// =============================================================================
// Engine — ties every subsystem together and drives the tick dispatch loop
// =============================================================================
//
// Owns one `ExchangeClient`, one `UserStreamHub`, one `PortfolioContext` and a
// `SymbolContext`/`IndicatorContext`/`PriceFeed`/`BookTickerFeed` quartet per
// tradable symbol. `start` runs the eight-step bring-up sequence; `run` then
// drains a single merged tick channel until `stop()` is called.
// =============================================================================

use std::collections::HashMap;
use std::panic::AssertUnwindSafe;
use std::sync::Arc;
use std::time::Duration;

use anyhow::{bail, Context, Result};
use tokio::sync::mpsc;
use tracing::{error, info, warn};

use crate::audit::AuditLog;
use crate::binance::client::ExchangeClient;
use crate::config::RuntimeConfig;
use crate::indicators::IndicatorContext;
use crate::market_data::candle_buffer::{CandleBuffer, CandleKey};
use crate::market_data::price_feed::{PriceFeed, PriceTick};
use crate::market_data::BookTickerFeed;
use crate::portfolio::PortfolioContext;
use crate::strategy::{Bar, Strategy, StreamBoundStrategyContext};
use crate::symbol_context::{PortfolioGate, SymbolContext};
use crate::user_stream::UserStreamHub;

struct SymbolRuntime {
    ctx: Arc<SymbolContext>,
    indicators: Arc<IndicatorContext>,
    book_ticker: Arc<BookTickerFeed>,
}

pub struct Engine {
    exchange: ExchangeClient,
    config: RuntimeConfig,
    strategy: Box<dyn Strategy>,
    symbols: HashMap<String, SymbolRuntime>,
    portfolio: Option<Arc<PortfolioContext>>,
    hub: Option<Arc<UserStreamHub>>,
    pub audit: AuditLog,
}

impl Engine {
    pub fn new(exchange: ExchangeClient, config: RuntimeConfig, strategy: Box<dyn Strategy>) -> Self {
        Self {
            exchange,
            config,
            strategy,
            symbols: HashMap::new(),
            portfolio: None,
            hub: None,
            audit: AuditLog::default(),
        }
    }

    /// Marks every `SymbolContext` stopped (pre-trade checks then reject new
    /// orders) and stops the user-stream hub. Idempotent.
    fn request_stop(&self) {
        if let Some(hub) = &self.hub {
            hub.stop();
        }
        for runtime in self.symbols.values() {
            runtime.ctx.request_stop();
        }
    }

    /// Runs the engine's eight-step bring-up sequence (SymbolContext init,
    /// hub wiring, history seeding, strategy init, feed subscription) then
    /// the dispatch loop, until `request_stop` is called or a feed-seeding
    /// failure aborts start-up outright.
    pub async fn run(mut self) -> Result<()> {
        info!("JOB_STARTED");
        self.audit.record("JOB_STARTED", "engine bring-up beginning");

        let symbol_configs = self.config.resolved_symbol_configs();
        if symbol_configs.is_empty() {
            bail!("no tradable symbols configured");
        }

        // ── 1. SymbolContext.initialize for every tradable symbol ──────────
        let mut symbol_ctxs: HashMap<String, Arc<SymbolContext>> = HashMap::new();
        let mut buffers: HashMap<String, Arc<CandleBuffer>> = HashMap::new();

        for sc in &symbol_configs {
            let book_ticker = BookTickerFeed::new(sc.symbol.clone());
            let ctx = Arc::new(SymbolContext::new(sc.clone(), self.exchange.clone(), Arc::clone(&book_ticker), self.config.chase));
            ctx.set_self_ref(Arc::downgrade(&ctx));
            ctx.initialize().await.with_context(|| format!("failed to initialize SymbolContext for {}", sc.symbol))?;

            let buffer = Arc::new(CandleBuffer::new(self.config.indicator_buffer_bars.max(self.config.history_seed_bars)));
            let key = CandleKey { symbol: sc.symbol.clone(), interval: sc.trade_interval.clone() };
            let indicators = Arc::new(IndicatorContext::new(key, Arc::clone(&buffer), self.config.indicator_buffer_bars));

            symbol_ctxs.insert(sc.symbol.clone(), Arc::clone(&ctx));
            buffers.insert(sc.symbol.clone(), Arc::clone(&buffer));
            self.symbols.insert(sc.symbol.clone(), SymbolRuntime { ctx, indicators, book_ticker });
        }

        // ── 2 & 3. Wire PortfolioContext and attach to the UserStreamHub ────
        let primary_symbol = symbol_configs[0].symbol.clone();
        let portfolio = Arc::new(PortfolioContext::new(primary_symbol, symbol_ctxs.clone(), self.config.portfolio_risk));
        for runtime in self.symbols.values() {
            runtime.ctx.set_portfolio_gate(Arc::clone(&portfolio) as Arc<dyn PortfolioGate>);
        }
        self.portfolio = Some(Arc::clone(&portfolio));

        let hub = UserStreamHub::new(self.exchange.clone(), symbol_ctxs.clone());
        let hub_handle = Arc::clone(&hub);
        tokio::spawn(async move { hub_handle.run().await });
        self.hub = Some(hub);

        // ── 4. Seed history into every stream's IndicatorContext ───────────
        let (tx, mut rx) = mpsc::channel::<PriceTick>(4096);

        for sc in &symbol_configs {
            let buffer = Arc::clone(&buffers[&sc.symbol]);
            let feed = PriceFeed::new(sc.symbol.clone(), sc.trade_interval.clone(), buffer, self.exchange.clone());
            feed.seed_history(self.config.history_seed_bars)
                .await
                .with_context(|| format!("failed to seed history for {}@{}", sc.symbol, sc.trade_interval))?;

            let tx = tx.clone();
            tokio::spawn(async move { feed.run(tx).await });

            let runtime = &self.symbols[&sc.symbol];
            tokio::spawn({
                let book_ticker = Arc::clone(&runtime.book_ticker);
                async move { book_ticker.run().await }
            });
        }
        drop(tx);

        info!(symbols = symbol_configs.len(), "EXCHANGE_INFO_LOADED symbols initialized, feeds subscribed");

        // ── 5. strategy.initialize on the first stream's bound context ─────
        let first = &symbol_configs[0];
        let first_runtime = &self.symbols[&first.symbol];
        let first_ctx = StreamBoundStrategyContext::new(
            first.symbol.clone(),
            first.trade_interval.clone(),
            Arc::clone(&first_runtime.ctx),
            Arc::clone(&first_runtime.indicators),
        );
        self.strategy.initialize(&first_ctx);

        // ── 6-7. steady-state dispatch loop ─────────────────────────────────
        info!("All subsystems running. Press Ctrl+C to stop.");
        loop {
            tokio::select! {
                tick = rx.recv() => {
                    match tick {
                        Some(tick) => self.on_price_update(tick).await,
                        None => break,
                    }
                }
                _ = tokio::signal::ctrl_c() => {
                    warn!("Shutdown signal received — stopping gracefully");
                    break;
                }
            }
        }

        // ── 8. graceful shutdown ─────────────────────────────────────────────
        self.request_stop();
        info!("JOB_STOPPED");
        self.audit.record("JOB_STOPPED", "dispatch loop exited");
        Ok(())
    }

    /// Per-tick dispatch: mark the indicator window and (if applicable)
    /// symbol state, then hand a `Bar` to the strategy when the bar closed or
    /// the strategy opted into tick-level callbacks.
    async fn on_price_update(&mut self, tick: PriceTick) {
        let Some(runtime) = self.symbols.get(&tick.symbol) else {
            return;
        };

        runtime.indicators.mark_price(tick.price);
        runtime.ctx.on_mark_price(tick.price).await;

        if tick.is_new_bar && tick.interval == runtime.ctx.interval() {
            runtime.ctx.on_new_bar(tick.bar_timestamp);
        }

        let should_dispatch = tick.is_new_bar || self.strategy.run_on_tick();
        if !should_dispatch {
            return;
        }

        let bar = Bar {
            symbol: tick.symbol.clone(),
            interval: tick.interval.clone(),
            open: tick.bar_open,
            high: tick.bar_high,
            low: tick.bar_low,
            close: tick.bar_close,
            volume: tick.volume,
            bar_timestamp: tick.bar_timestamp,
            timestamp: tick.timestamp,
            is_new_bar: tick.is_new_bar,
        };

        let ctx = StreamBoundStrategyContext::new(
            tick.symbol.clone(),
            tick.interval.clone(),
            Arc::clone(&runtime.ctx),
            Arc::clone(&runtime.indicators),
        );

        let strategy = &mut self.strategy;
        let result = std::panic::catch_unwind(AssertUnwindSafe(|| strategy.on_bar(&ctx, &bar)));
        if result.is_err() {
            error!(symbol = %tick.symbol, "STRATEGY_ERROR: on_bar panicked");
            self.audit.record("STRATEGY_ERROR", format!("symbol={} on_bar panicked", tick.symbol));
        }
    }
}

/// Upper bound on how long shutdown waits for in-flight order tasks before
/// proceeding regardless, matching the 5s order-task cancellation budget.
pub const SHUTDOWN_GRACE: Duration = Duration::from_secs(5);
--
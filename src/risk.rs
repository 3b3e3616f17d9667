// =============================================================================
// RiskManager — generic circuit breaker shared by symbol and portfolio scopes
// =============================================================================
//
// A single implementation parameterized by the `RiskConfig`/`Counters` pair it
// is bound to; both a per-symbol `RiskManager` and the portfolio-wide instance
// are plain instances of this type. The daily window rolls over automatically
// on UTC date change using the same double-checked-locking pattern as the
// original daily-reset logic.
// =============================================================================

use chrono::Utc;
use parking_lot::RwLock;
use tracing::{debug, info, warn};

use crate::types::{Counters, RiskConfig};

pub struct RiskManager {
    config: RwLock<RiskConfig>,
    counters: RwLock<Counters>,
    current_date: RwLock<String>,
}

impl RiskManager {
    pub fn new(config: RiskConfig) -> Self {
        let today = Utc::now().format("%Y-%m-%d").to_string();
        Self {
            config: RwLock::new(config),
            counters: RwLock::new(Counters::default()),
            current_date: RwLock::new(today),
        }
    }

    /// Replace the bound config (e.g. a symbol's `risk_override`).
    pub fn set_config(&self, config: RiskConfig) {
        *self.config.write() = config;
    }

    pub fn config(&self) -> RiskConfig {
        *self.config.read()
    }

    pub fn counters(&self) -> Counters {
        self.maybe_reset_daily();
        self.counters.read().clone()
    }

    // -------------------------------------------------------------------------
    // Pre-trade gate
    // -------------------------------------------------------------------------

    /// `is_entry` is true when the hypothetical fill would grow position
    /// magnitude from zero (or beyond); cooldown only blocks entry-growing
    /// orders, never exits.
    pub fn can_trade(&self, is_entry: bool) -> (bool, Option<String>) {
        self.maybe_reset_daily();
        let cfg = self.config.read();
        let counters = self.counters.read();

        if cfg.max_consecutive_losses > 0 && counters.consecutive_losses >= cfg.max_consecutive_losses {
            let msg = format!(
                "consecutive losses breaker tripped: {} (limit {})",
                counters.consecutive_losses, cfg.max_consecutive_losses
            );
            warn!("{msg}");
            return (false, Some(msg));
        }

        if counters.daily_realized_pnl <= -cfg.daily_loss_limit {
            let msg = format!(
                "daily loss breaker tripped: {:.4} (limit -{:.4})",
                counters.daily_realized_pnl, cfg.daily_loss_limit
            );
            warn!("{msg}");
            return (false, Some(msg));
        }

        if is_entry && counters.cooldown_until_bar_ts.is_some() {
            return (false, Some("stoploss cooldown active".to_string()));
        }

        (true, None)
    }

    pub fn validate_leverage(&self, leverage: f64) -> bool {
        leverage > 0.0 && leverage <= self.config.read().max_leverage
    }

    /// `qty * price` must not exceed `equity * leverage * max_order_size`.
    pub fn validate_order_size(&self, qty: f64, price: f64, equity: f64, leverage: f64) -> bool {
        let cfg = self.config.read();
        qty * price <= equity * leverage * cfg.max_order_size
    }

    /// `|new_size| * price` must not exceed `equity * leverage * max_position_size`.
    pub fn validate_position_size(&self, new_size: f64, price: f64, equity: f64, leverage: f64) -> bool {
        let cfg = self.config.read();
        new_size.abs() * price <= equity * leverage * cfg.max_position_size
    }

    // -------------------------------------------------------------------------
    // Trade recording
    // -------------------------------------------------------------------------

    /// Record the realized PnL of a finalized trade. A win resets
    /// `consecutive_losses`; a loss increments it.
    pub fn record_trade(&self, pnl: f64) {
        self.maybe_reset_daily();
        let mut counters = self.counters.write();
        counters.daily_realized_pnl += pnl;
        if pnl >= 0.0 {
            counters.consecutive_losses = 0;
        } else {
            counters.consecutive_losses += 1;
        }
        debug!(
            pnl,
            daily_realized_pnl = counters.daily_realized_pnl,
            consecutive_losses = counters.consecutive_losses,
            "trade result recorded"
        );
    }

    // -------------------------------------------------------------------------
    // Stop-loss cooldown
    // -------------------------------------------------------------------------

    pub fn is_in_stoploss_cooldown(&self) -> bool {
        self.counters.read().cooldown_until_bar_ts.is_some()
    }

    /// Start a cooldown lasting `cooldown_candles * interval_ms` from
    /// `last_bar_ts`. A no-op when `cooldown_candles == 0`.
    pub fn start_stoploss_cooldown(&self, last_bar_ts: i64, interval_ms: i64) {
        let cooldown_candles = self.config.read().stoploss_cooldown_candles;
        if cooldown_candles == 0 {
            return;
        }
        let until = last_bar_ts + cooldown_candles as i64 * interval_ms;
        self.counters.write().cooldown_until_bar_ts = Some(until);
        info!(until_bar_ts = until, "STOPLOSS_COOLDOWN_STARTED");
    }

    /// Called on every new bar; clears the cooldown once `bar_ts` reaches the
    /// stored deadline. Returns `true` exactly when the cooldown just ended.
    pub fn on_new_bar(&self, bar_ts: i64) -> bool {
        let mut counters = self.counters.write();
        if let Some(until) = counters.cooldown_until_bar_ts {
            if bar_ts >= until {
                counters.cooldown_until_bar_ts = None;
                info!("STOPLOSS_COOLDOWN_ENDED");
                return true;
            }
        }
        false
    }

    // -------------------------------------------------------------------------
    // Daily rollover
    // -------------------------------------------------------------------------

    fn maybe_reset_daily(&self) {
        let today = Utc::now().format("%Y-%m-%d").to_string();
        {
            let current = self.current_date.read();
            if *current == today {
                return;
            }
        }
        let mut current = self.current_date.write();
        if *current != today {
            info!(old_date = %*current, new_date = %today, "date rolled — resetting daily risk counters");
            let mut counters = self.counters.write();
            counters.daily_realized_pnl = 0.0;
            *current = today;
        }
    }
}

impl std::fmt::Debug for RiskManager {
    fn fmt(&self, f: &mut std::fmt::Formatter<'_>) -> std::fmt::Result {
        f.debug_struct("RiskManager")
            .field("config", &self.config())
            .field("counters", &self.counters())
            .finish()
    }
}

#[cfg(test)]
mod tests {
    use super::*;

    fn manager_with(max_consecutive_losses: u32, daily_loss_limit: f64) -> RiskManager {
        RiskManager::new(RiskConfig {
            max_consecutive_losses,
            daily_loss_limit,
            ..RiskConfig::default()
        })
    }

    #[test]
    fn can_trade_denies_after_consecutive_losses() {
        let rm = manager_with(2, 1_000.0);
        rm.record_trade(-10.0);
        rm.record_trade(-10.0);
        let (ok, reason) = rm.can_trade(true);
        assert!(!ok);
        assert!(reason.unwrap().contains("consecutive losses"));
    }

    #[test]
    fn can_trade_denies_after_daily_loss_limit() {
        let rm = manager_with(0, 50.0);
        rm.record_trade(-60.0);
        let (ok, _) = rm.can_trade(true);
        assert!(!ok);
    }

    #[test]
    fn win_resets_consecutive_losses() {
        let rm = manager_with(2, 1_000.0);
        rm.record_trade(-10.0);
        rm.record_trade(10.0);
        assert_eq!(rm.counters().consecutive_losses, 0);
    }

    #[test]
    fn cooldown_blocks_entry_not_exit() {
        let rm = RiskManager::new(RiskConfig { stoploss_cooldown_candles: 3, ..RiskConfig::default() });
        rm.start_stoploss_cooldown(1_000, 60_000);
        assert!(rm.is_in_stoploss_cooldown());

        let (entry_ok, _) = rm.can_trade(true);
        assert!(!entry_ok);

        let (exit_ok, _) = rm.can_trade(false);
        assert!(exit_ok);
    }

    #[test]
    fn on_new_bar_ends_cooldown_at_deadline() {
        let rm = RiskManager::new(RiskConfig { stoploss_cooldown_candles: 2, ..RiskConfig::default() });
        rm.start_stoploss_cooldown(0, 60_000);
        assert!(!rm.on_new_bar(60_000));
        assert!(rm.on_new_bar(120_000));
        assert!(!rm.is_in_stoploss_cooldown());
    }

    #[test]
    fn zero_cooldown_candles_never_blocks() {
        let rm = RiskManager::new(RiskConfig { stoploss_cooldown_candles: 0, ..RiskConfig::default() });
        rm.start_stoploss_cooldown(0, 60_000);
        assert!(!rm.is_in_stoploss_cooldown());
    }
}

WHAT IS EXPECTED: All lines in the data that contain the word "when" should be copied.

ANSWER SPACE:
    /// symbol state, then hand a `Bar` to the strategy when the bar closed or
    /// `is_entry` is true when the hypothetical fill would grow position
    /// `last_bar_ts`. A no-op when `cooldown_candles == 0`.
    /// stored deadline. Returns `true` exactly when the cooldown just ended.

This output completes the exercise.